In group 1B, incremental pacing from the low lateral right atrium induced clockwise atrial flutter in 2 patients. One flutter cycle length was 245 ms and the other was 220 ms. After sotalol infusion, clockwise atrial flutter was not induced. Incremental pacing from the coronary sinus ostium induced counterclockwise atrial flutter in another 3 patients. The mean flutter cycle lengths was 197±12 ms. After sotalol infusion, counterclockwise atrial flutters were still induced with the same activation sequence, but mean cycle length was slightly prolonged to 207±12 ms. The increase in flutter cycle length was due to an increase in conduction time (13±6 ms) in the low right atrial isthmus without conduction delay in the residual atrial wall.

Direct induction of counterclockwise and clockwise atrial flutter was documented in 22 of 25 episodes (88%) in 9 patients, and 3 episodes (12%) had transitional atrial fibrillation induced by short pacing cycle length (190±26 ms). Eight episodes of clockwise atrial flutter were all induced from the low lateral right atrium, while 14 episodes of counterclockwise atrial flutter were all induced from the coronary sinus ostium. Thus, there was significant correlation between the pacing site and type of atrial flutter (P<.001).

Group 2

Conduction Velocity

Conduction velocity from the septal isthmus to the lateral isthmus during pacing from the coronary sinus ostium and from the lateral isthmus to the septal isthmus during pacing from the low lateral right atrium at 500-, 450-, 400-, 350-, 300-, and 250-ms drives was significantly lower than that in the lateral wall during pacing from the low lateral right atrium before and after infusion of antiarrhythmic drugs (Figs 6A, 6B, 7A and 7B). Conduction velocity in the lateral isthmus (0.769±0.038 and 0.782±0.044 m/s) during atrial pacing from the low right atrium and coronary sinus ostium at the 250-ms cycle length was significantly higher than that in the middle (0.336±0.045 and 0.341±0.046 m/s) and septal (0.297±0.033 and 0.315±0.042 m/s) isthmus (P<.05). Procainamide significantly decreased the conduction velocity at all pacing cycle lengths in the isthmus and lateral wall in group 2A (Fig 6A and 6B), but sotalol infusion significantly decreased the conduction velocity only at pacing cycle lengths of 300 and 250 ms in group 2B (Fig 7A and 7B).

Figure 6.
Figure 6.

Conduction velocity in the right atrial free wall (FW) and low right atrial isthmus (IS) during different pacing cycle lengths in the baseline state and after infusion of procainamide (group 2A).

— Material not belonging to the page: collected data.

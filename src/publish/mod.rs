//! Outbound publishing of enriched messages

mod pubsub;

use crate::enrich::EnrichedMessage;
use crate::error::Result;
use async_trait::async_trait;
use serde::Serialize;

pub use pubsub::PubSubPublisher;

/// Confirmation returned by the transport for an accepted message
#[derive(Debug, Clone, PartialEq, Eq)]
pub struct PublishReceipt {
    pub message_id: String,
}

#[async_trait]
pub trait Publisher: Send + Sync {
    async fn publish(&self, message: &EnrichedMessage) -> Result<PublishReceipt>;
}

#[derive(Serialize)]
struct OutboundEnvelope<'a> {
    data: OutboundData<'a>,
}

#[derive(Serialize)]
struct OutboundData<'a> {
    message: &'a EnrichedMessage,
}

/// Serialize `message` as the `{"data": {"message": ...}}` document consumers expect
pub fn encode_payload(message: &EnrichedMessage) -> Result<Vec<u8>> {
    let envelope = OutboundEnvelope {
        data: OutboundData { message },
    };
    Ok(serde_json::to_vec(&envelope)?)
}
// Copyright (C) 2024 Lattice Search, Inc.
//
// Lattice Search is offered under the AGPL v3.0 and as commercial software.
// For commercial licensing, contact us at hello@latticesearch.io.
//
// AGPL:
// This program is free software: you can redistribute it and/or modify
// it under the terms of the GNU Affero General Public License as
// published by the Free Software Foundation, either version 3 of the
// License, or (at your option) any later version.
//
// This program is distributed in the hope that it will be useful,
// but WITHOUT ANY WARRANTY; without even the implied warranty of
// MERCHANTABILITY or FITNESS FOR A PARTICULAR PURPOSE. See the
// GNU Affero General Public License for more details.
//
// You should have received a copy of the GNU Affero General Public License
// along with this program. If not, see <http://www.gnu.org/licenses/>.

use std::time::Duration;

use serde::{Deserialize, Serialize};

fn default_max_num_concurrent_split_searches() -> usize {
    4 * num_cpus::get()
}

fn default_request_deadline() -> Duration {
    Duration::from_secs(30)
}

fn default_max_inner_join_cardinality() -> u64 {
    10_000
}

fn default_max_join_depth() -> u32 {
    4
}

fn default_reorder_lookahead() -> u32 {
    0
}

fn default_overload_queue_timeout() -> Duration {
    Duration::from_millis(500)
}

/// Per-process configuration for a searcher (leaf) instance (§5, §9).
#[derive(Debug, Clone, Serialize, Deserialize)]
#[serde(deny_unknown_fields)]
pub struct SearcherConfig {
    /// Upper bound on the number of segments a single searcher searches
    /// concurrently. Defaults to four times the number of cores, mirroring
    /// the ratio a leaf search split semaphore is usually sized at.
    #[serde(default = "default_max_num_concurrent_split_searches")]
    pub max_num_concurrent_split_searches: usize,

    /// How long a leaf request may run before it is abandoned and reported
    /// as a failed shard to the broker (§5).
    #[serde(default = "default_request_deadline", with = "humantime_duration")]
    pub request_deadline: Duration,

    /// Hard cap on the number of documents an inner join query may return
    /// before being bound into the outer query; exceeding it is a
    /// `JoinTooLarge` error, never a silent truncation (§4.5, §9 Open
    /// Question 3).
    #[serde(default = "default_max_inner_join_cardinality")]
    pub max_inner_join_cardinality: u64,

    /// Hard cap on join nesting depth (§4.5).
    #[serde(default = "default_max_join_depth")]
    pub max_join_depth: u32,

    /// How long a request may sit in the concurrency-limiting queue
    /// before it is rejected with `Overloaded` rather than served stale
    /// (§5).
    #[serde(default = "default_overload_queue_timeout", with = "humantime_duration")]
    pub overload_queue_timeout: Duration,
}

impl Default for SearcherConfig {
    fn default() -> Self {
        Self {
            max_num_concurrent_split_searches: default_max_num_concurrent_split_searches(),
            request_deadline: default_request_deadline(),
            max_inner_join_cardinality: default_max_inner_join_cardinality(),
            max_join_depth: default_max_join_depth(),
            overload_queue_timeout: default_overload_queue_timeout(),
        }
    }
}

/// Per-process configuration for a broker (root) instance (§4.8, §5).
#[derive(Debug, Clone, Serialize, Deserialize)]
#[serde(deny_unknown_fields)]
pub struct BrokerConfig {
    #[serde(default = "default_request_deadline", with = "humantime_duration")]
    pub request_deadline: Duration,

    /// Fraction (expressed as a denominator, i.e. 2 means half) of shards
    /// that may fail before the broker gives up instead of returning a
    /// `Partial` result (§7).
    #[serde(default = "default_partial_failure_denominator")]
    pub partial_failure_denominator: usize,

    /// How many hits beyond the requested page the broker keeps in scope
    /// for a Reordering rule, so a rule that moves a doc within the
    /// lookahead window doesn't uncover a hole at the page boundary
    /// (§4.8.4).
    #[serde(default = "default_reorder_lookahead")]
    pub reorder_lookahead: u32,
}

fn default_partial_failure_denominator() -> usize {
    2
}

impl Default for BrokerConfig {
    fn default() -> Self {
        Self {
            request_deadline: default_request_deadline(),
            partial_failure_denominator: default_partial_failure_denominator(),
            reorder_lookahead: default_reorder_lookahead(),
        }
    }
}

mod humantime_duration {
    use std::time::Duration;

    use serde::{Deserialize, Deserializer, Serializer};

    pub fn serialize<S: Serializer>(value: &Duration, serializer: S) -> Result<S::Ok, S::Error> {
        serializer.serialize_u64(value.as_millis() as u64)
    }

    pub fn deserialize<'de, D: Deserializer<'de>>(deserializer: D) -> Result<Duration, D::Error> {
        let millis = u64::deserialize(deserializer)?;
        Ok(Duration::from_millis(millis))
    }
}

#[cfg(test)]
mod tests {
    use super::*;

    #[test]
    fn defaults_scale_with_cores() {
        let cfg = SearcherConfig::default();
        assert_eq!(cfg.max_num_concurrent_split_searches, 4 * num_cpus::get());
    }

    #[test]
    fn round_trips_through_json() {
        let cfg = BrokerConfig::default();
        let json = serde_json::to_string(&cfg).unwrap();
        let back: BrokerConfig = serde_json::from_str(&json).unwrap();
        assert_eq!(back.partial_failure_denominator, cfg.partial_failure_denominator);
    }
}
/// Runs the collector for one shard, over every leaf of `index`.
///
/// `context_features` supplies declared context-feature values, uniform
/// across the whole shard (the broker resolves these once per request).
pub fn collect(
    query: &SearchQuery,
    compiled_filter: &Filter,
    index: &dyn IndexReader,
    requires_scoring: bool,
    context_features: &HashMap<String, f64>,
    foreign_key_bounds: &[ForeignKeyBound<'_>],
    total_hits_threshold: Option<u64>,
) -> Result<CollectionResult, CollectError> {
    let capacity = (query.limit + query.offset).max(1) as usize;
    let mut heap = TopKHeap::new(capacity);
    let mut total_hits: u64 = 0;
    let mut facet_accumulators: Vec<FacetAccumulator> = query
        .facet
        .iter()
        .map(|spec| FacetAccumulator::new(spec.field.clone(), spec.kind, spec.buckets.clone()))
        .collect();
    let mut facets_approximate = false;
    let threshold = total_hits_threshold.unwrap_or(u64::MAX);

    for (leaf_ord, segment) in index.leaves().iter().enumerate() {
        let leaf_ord = leaf_ord as u32;
        let base = index.base_of(leaf_ord);
        let matches = matching_doc_ids(compiled_filter, segment.as_ref())?;
        for leaf_doc_id in matches {
            total_hits += 1;

            let score = if requires_scoring {
                score_document(compiled_filter, segment.as_ref(), leaf_doc_id)
            } else {
                0.0
            };
            let sort_tuple =
                compute_sort_tuple(&query.phased_sort_by, segment.as_ref(), leaf_doc_id, score, context_features);

            if segment.primary_key(leaf_doc_id).is_some() {
                let global_doc_id = base + leaf_doc_id as u64;
                heap.offer(HeapItem {
                    sort_key: sort_tuple,
                    global_doc_id,
                    leaf_ord,
                    leaf_doc_id,
                    score,
                });
            }

            if total_hits <= threshold {
                for facet in facet_accumulators.iter_mut() {
                    facet.accumulate(segment.as_ref(), leaf_doc_id);
                }
            } else {
                facets_approximate = true;
            }
        }
    }

    let mut documents = Vec::new();
    for item in heap.into_sorted_vec() {
        let segment = &index.leaves()[item.leaf_ord as usize];
        let Some(primary_key) = segment.primary_key(item.leaf_doc_id) else {
            continue;
        };
        let mut children = HashMap::new();
        for bound in foreign_key_bounds {
            if let Ok(sorted_set) = segment.sorted_set_doc_values(&bound.foreign_key_field) {
                let mut bound_children = Vec::new();
                for ord in sorted_set.ordinals(item.leaf_doc_id) {
                    if let Some(value) = sorted_set.value_for_ordinal(ord) {
                        if let Some(child) = bound.child_by_primary_key.get(value) {
                            bound_children.push(child.clone());
                        }
                    }
                }
                if !bound_children.is_empty() {
                    children.insert(bound.foreign_key_field.clone(), bound_children);
                }
            }
        }
        documents.push(Document {
            leaf_ord: item.leaf_ord,
            leaf_doc_id: item.leaf_doc_id,
            global_doc_id: item.global_doc_id,
            primary_key: primary_key.to_string(),
            score: item.score,
            sort_key: item.sort_key,
            children,
            group_members: Vec::new(),
        });
    }

    let documents = match &query.group_by {
        Some(group_by) => collapse_groups(documents, index, group_by),
        None => documents,
    };

    let facets = facet_accumulators
        .into_iter()
        .map(|acc| (acc.field.clone(), acc.clone_counts()))
        .collect();

    Ok(CollectionResult {
        documents,
        total_hits,
        facets,
        facets_approximate,
    })
}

A, Results from coronary sinus ostial pacing; B, results from low right atrial pacing. *P<.05, baseline vs procainamide; †P<.05, 500 ms vs other pacing cycle lengths.

Figure 7.
Figure 7.

Conduction velocity in the right atrial free wall (FW) and low right atrial isthmus (IS) during different pacing cycle lengths in the baseline state and after infusion of sotalol (group 2B). A, Results from coronary sinus ostial pacing; B, results from low right atrial pacing. *P<.05, baseline vs sotalol; †P<.05, 500 ms vs other pacing cycle lengths.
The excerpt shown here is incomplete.